Дверь распахнулась, вошла секретарша в облегающей блузке и положила перед ним на стол исписанный лист; Богович несколько секунд его рассматривал, потом отложил. Я покосился на нее и улыбнулся, она отвела взгляд, но я все-таки заметил, что ей нравлюсь. Она была трогательно застенчива. Когда она выходила из комнаты, я незаметно наклонился, чтобы она, проходя мимо, меня задела, но она отстранилась. Я подмигнул Боговичу, тот нахмурился. Вероятно, он был гомосексуалист.
— Я езжу к нему дважды в год, — сказал он, — вот на следующей неделе опять поеду. Странно, что он теперь живет так уединенно. Папа мог бы найти ему квартиру здесь или в Лондоне. Но он не захотел.
— Он совершенно слеп?
— Если узнаете об этом, скажите мне! В последнее время он плохо себя чувствовал, перенес тяжелую операцию на сердце. Я сам навещал его в больнице… Нет, я приходил к папе. Но я бы и за ним ухаживал., Я же говорил, я люблю этого человека. Своего отца я не любил. Мануэль Каминский — величайший художник, ему нет равных. Иногда мне кажется, — он показал на эскиз виллы, — что величайший художник — Дэвид. Или Люсьен, или кто-то другой. Иногда я даже думаю, что величайший — я. Но потом я вспоминаю о Каминском и понимаю, что мы все ничтожны. — Он указал на картину, висевшую на противоположной стене: согбенная фигура сидит на берегу мрачного океана, рядом огромная, в странно искаженной перспективе собака. — Знаете эту картину? «Смерть у блеклого моря». Вот ее я никогда не продам.
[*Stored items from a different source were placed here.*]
use utoipa::OpenApi;

use crate::routes::{api, health};

#[derive(OpenApi)]
#[openapi(info(
    title = "tasklet-server",
    description = "Task records with idempotent writes. POST, PUT and PATCH require an `Idempotency-Key` header.",
    version = "0.1.0"
))]
pub struct ApiDoc;

pub fn get_docs() -> utoipa::openapi::OpenApi {
    let mut root = ApiDoc::openapi();
    root.merge(health::HealthApi::openapi());
    root.merge(api::api_docs());
    root
}
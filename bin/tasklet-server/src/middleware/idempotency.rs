use std::sync::Arc;

use axum::body::Body;
use axum::extract::{Request, State};
use axum::middleware::Next;
use axum::response::{IntoResponse, Response};
use tasklet_core::idempotency::IDEMPOTENCY_KEY_HEADER;

use crate::error::ServerError;
use crate::state::AppState;

/// Run every request through the idempotency guard before it reaches a handler.
///
/// Write requests without a usable `Idempotency-Key` get 400, repeats of an
/// admitted key on the same route get 409. Everything else passes through.
pub async fn idempotency_middleware(
    State(state): State<Arc<AppState>>,
    req: Request<Body>,
    next: Next,
) -> Response {
    // Opaque bytes: non-ASCII keys are decoded as UTF-8, lossily.
    let key = req
        .headers()
        .get(IDEMPOTENCY_KEY_HEADER)
        .map(|v| String::from_utf8_lossy(v.as_bytes()).into_owned());

    match state
        .guard
        .admit(req.method().as_str(), req.uri().path(), key.as_deref())
    {
        Ok(_) => next.run(req).await,
        Err(rejection) => ServerError::from(rejection).into_response(),
    }
}
use std::future::Future;

use chrono::{DateTime, SecondsFormat, Utc};
use sqlx::{Sqlite, SqlitePool, Transaction};
use tokio::sync::Mutex;

use crate::domain::task::stored_precision;
use crate::domain::{PageRequest, TaskDraft, TaskId, TaskRecord, TaskStatus};

/// Record-store contract for tasks.
///
/// Default queries (`get`, `page`, `count`) never return soft-deleted rows;
/// `get_any` and `list_deleted` are the only unfiltered entry points.
/// Mutations are not visible to anyone until `commit` succeeds.
pub trait TaskStore: Send + Sync {
    /// A live record by id.
    fn get(
        &self,
        id: TaskId,
    ) -> impl Future<Output = Result<Option<TaskRecord>, sqlx::Error>> + Send;

    /// A record by id, deleted or not.
    fn get_any(
        &self,
        id: TaskId,
    ) -> impl Future<Output = Result<Option<TaskRecord>, sqlx::Error>> + Send;

    /// Live records matching `search`, newest first, windowed by `page`.
    fn page(
        &self,
        page: PageRequest,
        search: Option<&str>,
    ) -> impl Future<Output = Result<Vec<TaskRecord>, sqlx::Error>> + Send;

    /// Number of live records matching `search`.
    fn count(
        &self,
        search: Option<&str>,
    ) -> impl Future<Output = Result<i64, sqlx::Error>> + Send;

    /// Insert `draft` and return it with its assigned id.
    fn add(
        &self,
        draft: TaskDraft,
    ) -> impl Future<Output = Result<TaskRecord, sqlx::Error>> + Send;

    /// Persist the mutable fields of a live record.
    /// Fails with [`sqlx::Error::RowNotFound`] if no live row has that id.
    fn update(
        &self,
        record: &TaskRecord,
    ) -> impl Future<Output = Result<(), sqlx::Error>> + Send;

    /// Stamp the deletion time on `record` and persist the soft delete.
    /// Fails with [`sqlx::Error::RowNotFound`] if no live row has that id.
    fn soft_delete(
        &self,
        record: &mut TaskRecord,
    ) -> impl Future<Output = Result<(), sqlx::Error>> + Send;

    /// Every soft-deleted record, most recently deleted first.
    fn list_deleted(&self) -> impl Future<Output = Result<Vec<TaskRecord>, sqlx::Error>> + Send;

    /// Make all staged mutations visible at once. No-op when nothing is staged.
    fn commit(&self) -> impl Future<Output = Result<(), sqlx::Error>> + Send;
}

type TaskRow = (
    i64,
    String,
    Option<String>,
    i64,
    String,
    Option<String>,
    Option<String>,
);

const SELECT_COLUMNS: &str =
    "SELECT id, title, description, status, created_at, due_date, deleted_at FROM tasks";

const SEARCH_PREDICATE: &str = "(?1 IS NULL \
     OR title LIKE ?1 ESCAPE '\\' \
     OR description LIKE ?1 ESCAPE '\\')";

/// One unit of work against the SQLite pool.
///
/// The first mutation opens a transaction that every later mutation joins.
/// Dropping the session without committing (including dropping an in-flight
/// future) rolls that transaction back. Reads go to the pool and see
/// committed state only.
pub struct SqliteTaskSession {
    pool: SqlitePool,
    tx: Mutex<Option<Transaction<'static, Sqlite>>>,
}

impl std::fmt::Debug for SqliteTaskSession {
    fn fmt(&self, f: &mut std::fmt::Formatter<'_>) -> std::fmt::Result {
        let pending = self.tx.try_lock().map(|tx| tx.is_some()).unwrap_or(true);
        write!(f, "SqliteTaskSession(pending={pending})")
    }
}

impl SqliteTaskSession {
    pub(crate) fn new(pool: SqlitePool) -> Self {
        Self {
            pool,
            tx: Mutex::new(None),
        }
    }

    async fn transaction<'a>(
        &self,
        slot: &'a mut Option<Transaction<'static, Sqlite>>,
    ) -> Result<&'a mut Transaction<'static, Sqlite>, sqlx::Error> {
        let tx = match slot.take() {
            Some(tx) => tx,
            None => self.pool.begin().await?,
        };
        Ok(slot.insert(tx))
    }
}

impl TaskStore for SqliteTaskSession {
    async fn get(&self, id: TaskId) -> Result<Option<TaskRecord>, sqlx::Error> {
        let row: Option<TaskRow> =
            sqlx::query_as(&format!("{SELECT_COLUMNS} WHERE id = ?1 AND is_deleted = 0"))
                .bind(id.get())
                .fetch_optional(&self.pool)
                .await?;
        row.map(decode_row).transpose()
    }

    async fn get_any(&self, id: TaskId) -> Result<Option<TaskRecord>, sqlx::Error> {
        let row: Option<TaskRow> = sqlx::query_as(&format!("{SELECT_COLUMNS} WHERE id = ?1"))
            .bind(id.get())
            .fetch_optional(&self.pool)
            .await?;
        row.map(decode_row).transpose()
    }

    async fn page(
        &self,
        page: PageRequest,
        search: Option<&str>,
    ) -> Result<Vec<TaskRecord>, sqlx::Error> {
        let rows: Vec<TaskRow> = sqlx::query_as(&format!(
            "{SELECT_COLUMNS} WHERE is_deleted = 0 AND {SEARCH_PREDICATE} \
             ORDER BY created_at DESC, id DESC LIMIT ?2 OFFSET ?3"
        ))
        .bind(like_pattern(search))
        .bind(page.page_size())
        .bind(page.offset())
        .fetch_all(&self.pool)
        .await?;
        rows.into_iter().map(decode_row).collect()
    }

    async fn count(&self, search: Option<&str>) -> Result<i64, sqlx::Error> {
        let (total,): (i64,) = sqlx::query_as(&format!(
            "SELECT COUNT(*) FROM tasks WHERE is_deleted = 0 AND {SEARCH_PREDICATE}"
        ))
        .bind(like_pattern(search))
        .fetch_one(&self.pool)
        .await?;
        Ok(total)
    }

    async fn add(&self, draft: TaskDraft) -> Result<TaskRecord, sqlx::Error> {
        let mut slot = self.tx.lock().await;
        let tx = self.transaction(&mut slot).await?;
        let result = sqlx::query(
            "INSERT INTO tasks (title, description, status, created_at, due_date, is_deleted, deleted_at) \
             VALUES (?1, ?2, ?3, ?4, ?5, 0, NULL)",
        )
        .bind(&draft.title)
        .bind(&draft.description)
        .bind(draft.status.code())
        .bind(encode_time(draft.created_at))
        .bind(draft.due_date.map(encode_time))
        .execute(&mut **tx)
        .await?;
        let id = TaskId::new(result.last_insert_rowid());
        tracing::debug!(task_id = %id, "task insert staged");
        Ok(draft.into_record(id))
    }

    async fn update(&self, record: &TaskRecord) -> Result<(), sqlx::Error> {
        let mut slot = self.tx.lock().await;
        let tx = self.transaction(&mut slot).await?;
        let result = sqlx::query(
            "UPDATE tasks SET title = ?1, description = ?2, status = ?3, due_date = ?4 \
             WHERE id = ?5 AND is_deleted = 0",
        )
        .bind(&record.title)
        .bind(&record.description)
        .bind(record.status.code())
        .bind(record.due_date.map(encode_time))
        .bind(record.id().get())
        .execute(&mut **tx)
        .await?;
        if result.rows_affected() == 0 {
            return Err(sqlx::Error::RowNotFound);
        }
        Ok(())
    }

    async fn soft_delete(&self, record: &mut TaskRecord) -> Result<(), sqlx::Error> {
        let deleted_at = now();
        let mut slot = self.tx.lock().await;
        let tx = self.transaction(&mut slot).await?;
        let result = sqlx::query(
            "UPDATE tasks SET is_deleted = 1, deleted_at = ?1 WHERE id = ?2 AND is_deleted = 0",
        )
        .bind(encode_time(deleted_at))
        .bind(record.id().get())
        .execute(&mut **tx)
        .await?;
        if result.rows_affected() == 0 {
            return Err(sqlx::Error::RowNotFound);
        }
        record.mark_deleted(deleted_at);
        Ok(())
    }

    async fn list_deleted(&self) -> Result<Vec<TaskRecord>, sqlx::Error> {
        let rows: Vec<TaskRow> = sqlx::query_as(&format!(
            "{SELECT_COLUMNS} WHERE is_deleted = 1 ORDER BY deleted_at DESC, id DESC"
        ))
        .fetch_all(&self.pool)
        .await?;
        rows.into_iter().map(decode_row).collect()
    }

    async fn commit(&self) -> Result<(), sqlx::Error> {
        let pending = self.tx.lock().await.take();
        if let Some(tx) = pending {
            tx.commit().await?;
        }
        Ok(())
    }
}

// ── private helpers ──────────────────────────────────────────────────────────

/// Current UTC time at the precision the store keeps.
pub(crate) fn now() -> DateTime<Utc> {
    stored_precision(Utc::now())
}

/// Fixed-width RFC 3339 so that text order is time order.
fn encode_time(at: DateTime<Utc>) -> String {
    at.to_rfc3339_opts(SecondsFormat::Micros, true)
}

fn decode_time(column: &str, raw: &str) -> Result<DateTime<Utc>, sqlx::Error> {
    raw.parse::<DateTime<Utc>>()
        .map_err(|e| sqlx::Error::ColumnDecode {
            index: column.to_owned(),
            source: Box::new(e),
        })
}

/// `%needle%` with LIKE wildcards in the needle escaped. Blank searches
/// become `None`, which the query treats as "no filter".
fn like_pattern(search: Option<&str>) -> Option<String> {
    let needle = search.filter(|s| !s.trim().is_empty())?;
    let mut pattern = String::with_capacity(needle.len() + 2);
    pattern.push('%');
    for c in needle.chars() {
        if matches!(c, '%' | '_' | '\\') {
            pattern.push('\\');
        }
        pattern.push(c);
    }
    pattern.push('%');
    Some(pattern)
}

fn decode_row(row: TaskRow) -> Result<TaskRecord, sqlx::Error> {
    let (id, title, description, status, created_at, due_date, deleted_at) = row;
    let status = TaskStatus::try_from(status).map_err(|e| sqlx::Error::ColumnDecode {
        index: "status".to_owned(),
        source: Box::new(e),
    })?;
    Ok(TaskRecord::from_parts(
        TaskId::new(id),
        title,
        description,
        status,
        decode_time("created_at", &created_at)?,
        due_date
            .as_deref()
            .map(|raw| decode_time("due_date", raw))
            .transpose()?,
        deleted_at
            .as_deref()
            .map(|raw| decode_time("deleted_at", raw))
            .transpose()?,
    ))
}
Я вспомнил, что эту картину упоминал Коменев. Или Меринг? Забыл, что о ней говорили и принято ли ею восхищаться.
— А ведь не похоже на Каминского, — не подумав, ляпнул я.
— Почему?
— Потому что… Потому… — я долго рассматривал свои ладони. — Ну… графика. Ну, вы же понимаете, графика не его. А что вы знаете о Терезе Лессинг?
— Никогда не слышал это имя.
— А как он ведет деловые переговоры?
— Этим занимается Мириам. С тех пор как ей исполнилось семнадцать. Она справляется со своими обязанностями лучше, чем адвокат и жена вместе взятые.
— Она так и не вышла замуж.
— Ну и что же?
— Она уже столько лет живет с ним. В горах, в одиночестве, ни с кем не общаясь. Ведь так?
— Наверное, — сухо сказал он. — А сейчас я прошу меня извинить. В следующий раз, пожалуйста, заранее договоритесь со мной о встрече, а не просто…
— Конечно! — я встал. — Я тоже там буду на следующей неделе. Он меня пригласил. — Богович пожал мне руку вялой влажной ладонью. — В Аркадию!
— Куда?
— Если когда-нибудь разбогатею, куплю у вас «Смерть у блеклого моря». Сколько бы она ни стоила.
Он, не говоря ни слова, смотрел на меня.
— Шутка! — сказал я весело. — Не обижайтесь. Это всего лишь шутка…
* * *— …Понятия не имею, что наплел вам этот старый идиот. Я никогда не жил с Адриенной.
Нелегко было уговорить Сильва встретиться со мной еще раз, мне пришлось несколько раз упомянуть, что он может сам выбрать ресторан. Он покачал головой, губы у него были испачканы коричневым шоколадным кремом — малоприятное зрелище.
— Она мне нравилась, я ей сочувствовал. Заботился о ней и о ребенке, потому что Мануэль больше не хотел о них заботиться. Может быть, он на меня за это обиделся. Но не более того.
— Ну и кому же мне верить?
— Это ваше дело, никто не обязан перед вами отчитываться. — Он исподлобья посмотрел на меня. — Наверное, вы скоро встретитесь с Мануэлем. Но вы не можете себе представить, каким он был тогда. Он как-то сумел убедить всех, что рано или поздно станет знаменитым. Все давали ему то, что он требовал. Только Тереза не стала… — Он выскреб из розетки остатки мороженого и облизнул ложечку с обеих сторон. — Только Тереза. — Он о чем-то раздумывал, но, казалось, забыл, что собирался сказать.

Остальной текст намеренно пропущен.